On 2014-09-24 20:14, Xueming Shen wrote:
Shouldn't this one be at the same class (FormatSpecifier?) as the
"localizedMagnitudeExp"?
the webrev shows it is one level up.
Nice catch!
Btw, when we are here, maybe we can just remove the
FormatSpecifier.getZero(), it appears
we have a static version already at Formatter level.
They are not identical, and in fact, I think some subtle things would
change if localizedMagnitudeExp
isn't moved up: FormatSpecifier.getZero() check versus the locale the
Formatter was created
with while the static method compares against Locale.US. This changes
semantics when calling
format operations with null, which is a legal option:
Formatter f = new Formatter(Locale.X); // where Locale.X is a locale
where zero != '0'
f.format(null, "%.0e", 1000000000.0); // would print the exponent in
different ways
However, current behavior might actually be wrong since it's in
contradiction to the specification,
e.g., Formatter#format(Locale l, String format, Object ... args):
* @param l
* The {@linkplain java.util.Locale locale} to apply during
* formatting. If {@code l} is {@code null} then no
localization
* is applied. This does not change this object's locale
that was
* set during construction.
Most code interprets l == null like this, but FormatSpecifier.getZero()

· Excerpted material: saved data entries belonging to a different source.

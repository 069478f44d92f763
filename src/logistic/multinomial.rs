//! Jointly optimized multi-class logistic regression
//!
//! Each class keeps its own sigmoid output; scores are not normalized
//! across classes, neither in the loss nor in prediction.

use crate::core::{Classifier, ClassifierError, Objective, Result};
use crate::logistic::{bias_scores_matrix, check_weight_rows, one_hot, sigmoid};
use crate::minimize::{ConjugateGradient, ConvergenceStatus};
use log::{info, warn};
use ndarray::{s, Array1, Array2, ArrayView1, ArrayView2, Axis};

/// Summed cross-entropy of K per-class sigmoids, bound to its data
///
/// Parameters are a (D+1)×K weight matrix flattened in row-major order.
pub struct MultinomialLogisticObjective<'a> {
    data: ArrayView2<'a, f64>,
    targets: ArrayView2<'a, f64>,
}

impl<'a> MultinomialLogisticObjective<'a> {
    /// Bind N×D samples and their N×K one-hot targets
    pub fn new(data: ArrayView2<'a, f64>, targets: ArrayView2<'a, f64>) -> Result<Self> {
        if data.nrows() != targets.nrows() {
            return Err(ClassifierError::DimensionMismatch {
                expected: data.nrows(),
                actual: targets.nrows(),
            });
        }
        if targets.ncols() == 0 {
            return Err(ClassifierError::InvalidParameter(
                "One-hot targets need at least one class".to_string(),
            ));
        }
        Ok(Self { data, targets })
    }

    pub fn n_class(&self) -> usize {
        self.targets.ncols()
    }

    /// Shape of the unflattened weight matrix
    pub fn weight_shape(&self) -> (usize, usize) {
        (self.data.ncols() + 1, self.n_class())
    }
}

impl Objective for MultinomialLogisticObjective<'_> {
    fn dim(&self) -> usize {
        let (rows, cols) = self.weight_shape();
        rows * cols
    }

    /// `-Σ_i Σ_k t_ik ln σ(w_k·x_i)` and its flattened (D+1)×K gradient
    fn evaluate(&self, params: ArrayView1<f64>) -> Result<(f64, Array1<f64>)> {
        let actual = params.len();
        let weights = params
            .into_shape(self.weight_shape())
            .map_err(|_| ClassifierError::DimensionMismatch {
                expected: self.dim(),
                actual,
            })?;

        let theta = bias_scores_matrix(self.data, weights).mapv(sigmoid);
        let residual = &theta - &self.targets;

        let mut gradient = Array2::zeros(self.weight_shape());
        gradient.row_mut(0).assign(&residual.sum_axis(Axis(0)));
        gradient
            .slice_mut(s![1.., ..])
            .assign(&self.data.t().dot(&residual));

        let loss = -(&self.targets * &theta.mapv(f64::ln)).sum();

        Ok((loss, Array1::from(gradient.into_raw_vec())))
    }
}

/// Loss and flattened gradient of the multinomial model at `flat_weights`
pub fn multinomial_objective(
    flat_weights: ArrayView1<f64>,
    data: ArrayView2<f64>,
    targets: ArrayView2<f64>,
) -> Result<(f64, Array1<f64>)> {
    MultinomialLogisticObjective::new(data.view(), targets.view())?.evaluate(flat_weights)
}

/// Arg-max of `exp(w_k · x)` per sample; ties go to the lowest class
pub fn predict_multinomial(weights: ArrayView2<f64>, data: ArrayView2<f64>) -> Result<Array1<usize>> {
    check_weight_rows(weights.nrows(), data.ncols())?;

    let scores = bias_scores_matrix(data, weights);
    Ok(scores
        .outer_iter()
        .map(|row| {
            let mut max_val = -1.0;
            let mut max_index = 0;
            for (k, &z) in row.iter().enumerate() {
                let num = z.exp();
                if num > max_val {
                    max_val = num;
                    max_index = k;
                }
            }
            max_index
        })
        .collect())
}

/// Trained multinomial model
#[derive(Debug, Clone, PartialEq)]
pub struct MultinomialModel {
    weights: Array2<f64>,
}

impl MultinomialModel {
    pub fn from_weights(weights: Array2<f64>) -> Self {
        Self { weights }
    }

    pub fn weights(&self) -> &Array2<f64> {
        &self.weights
    }

    pub fn n_class(&self) -> usize {
        self.weights.ncols()
    }
}

impl Classifier for MultinomialModel {
    fn predict(&self, data: ArrayView2<f64>) -> Result<Array1<usize>> {
        predict_multinomial(self.weights.view(), data)
    }
}

/// Minimize the joint objective from a zero weight matrix
pub fn train_multinomial(
    data: ArrayView2<f64>,
    labels: ArrayView1<usize>,
    n_class: usize,
    minimizer: &ConjugateGradient,
) -> Result<MultinomialModel> {
    let targets = one_hot(labels, n_class)?;
    let objective = MultinomialLogisticObjective::new(data.view(), targets.view())?;

    let result = minimizer.minimize(&objective, Array1::zeros(objective.dim()))?;
    info!(
        "Multinomial model: loss {:.4} after {} iterations ({:?})",
        result.objective_value, result.iterations, result.status
    );
    if result.status == ConvergenceStatus::Stalled {
        warn!("Multinomial line search stalled at loss {:.4}", result.objective_value);
    }

    let weights = Array2::from_shape_vec(objective.weight_shape(), result.solution.to_vec())
        .map_err(|e| ClassifierError::InvalidParameter(e.to_string()))?;
    Ok(MultinomialModel { weights })
}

is an exception. I think this
needs to be investigated and merits a bug of its own.
Updated localizedMagnitudeExp to reside in FormatSpecifier, leaving
getZero alone:
http://cr.openjdk.java.net/~redestad/8050142/webrev.10/
/Claes
On 09/24/2014 10:41 AM, Xueming Shen wrote:
Looks good.
On 09/23/2014 02:07 PM, Claes Redestad wrote:
How about:
// Specialized localization of exponents, where the source value
can only
// contain characters '0' through '9', starting at index offset,
and no
// group separators is added for any locale.
private void localizedMagnitudeExp(StringBuilder sb, char[] value,
final int offset, Locale l) {
char zero = getZero(l);
int len = value.length;
for (int j = offset; j < len; j++) {
char c = value[j];
sb.append((char) ((c - '0') + zero));
}
}
Webrev including this and the fixes for Conversion.SCIENTIFIC:
http://cr.openjdk.java.net/~redestad/8050142/webrev.09/
/Claes
On 2014-09-23 22:12, Xueming Shen wrote:
I don''t think an exponent should ever have a "dot', it always a
signed integer. I think we can
just remove the dead code, maybe put some wording to explain why no
group, no dot here.
-Sherman
On 09/23/2014 12:42 PM, Claes Redestad wrote:
Ouch... but wait... the char[] returned from
sun.misc.FormattedFloatingDecimal.getExponent() can never contain
a '.', so we'll never find a dot here. Remove the dead code or fix
the logic?
/Claes
On 2014-09-23 21:30, Xueming Shen wrote:
Also the logic in the loop of localizedMagnitudeExp() does not
look correct.
Shouldn't it be
char c= value[j];
if (c == '.') {
append l10n dot...
} else {
sb.append(c - '0' + zero);
}
it appears the 'else" is missing? or I read it wrong?
-Sherman
On 09/23/2014 12:27 PM, Claes Redestad wrote:
On 2014-09-23 21:14, Xueming Shen wrote:
On 09/22/2014 12:43 PM, Claes Redestad wrote:
Hi,
Sherman pointed out that there was a path that could actually
take a minor performance hit from this patch,
which would be unacceptable. This version takes the minimal
approach to addressing this by adding back a
method operating on a char[], simplified for the specific
usage case (the exponent part of a %g double formatting):
http://cr.openjdk.java.net/~redestad/8050142/webrev.07/
This latest patch passes using the extended test coverage of
java.util.Formatter I've proposed in 8058887, see
http://mail.openjdk.java.net/pipermail/core-libs-dev/2014-September/028849.html
Hi Claes,
Shouldn't we also keep the exp as char[] as well in "c ==
Conversion.SCIENTIFIC" case?
It appears the usage of exp is the same as the one in
"GENERAL", in which we are keeping
the simple char[] for exp.
You're right, of course. I'll update the webrev.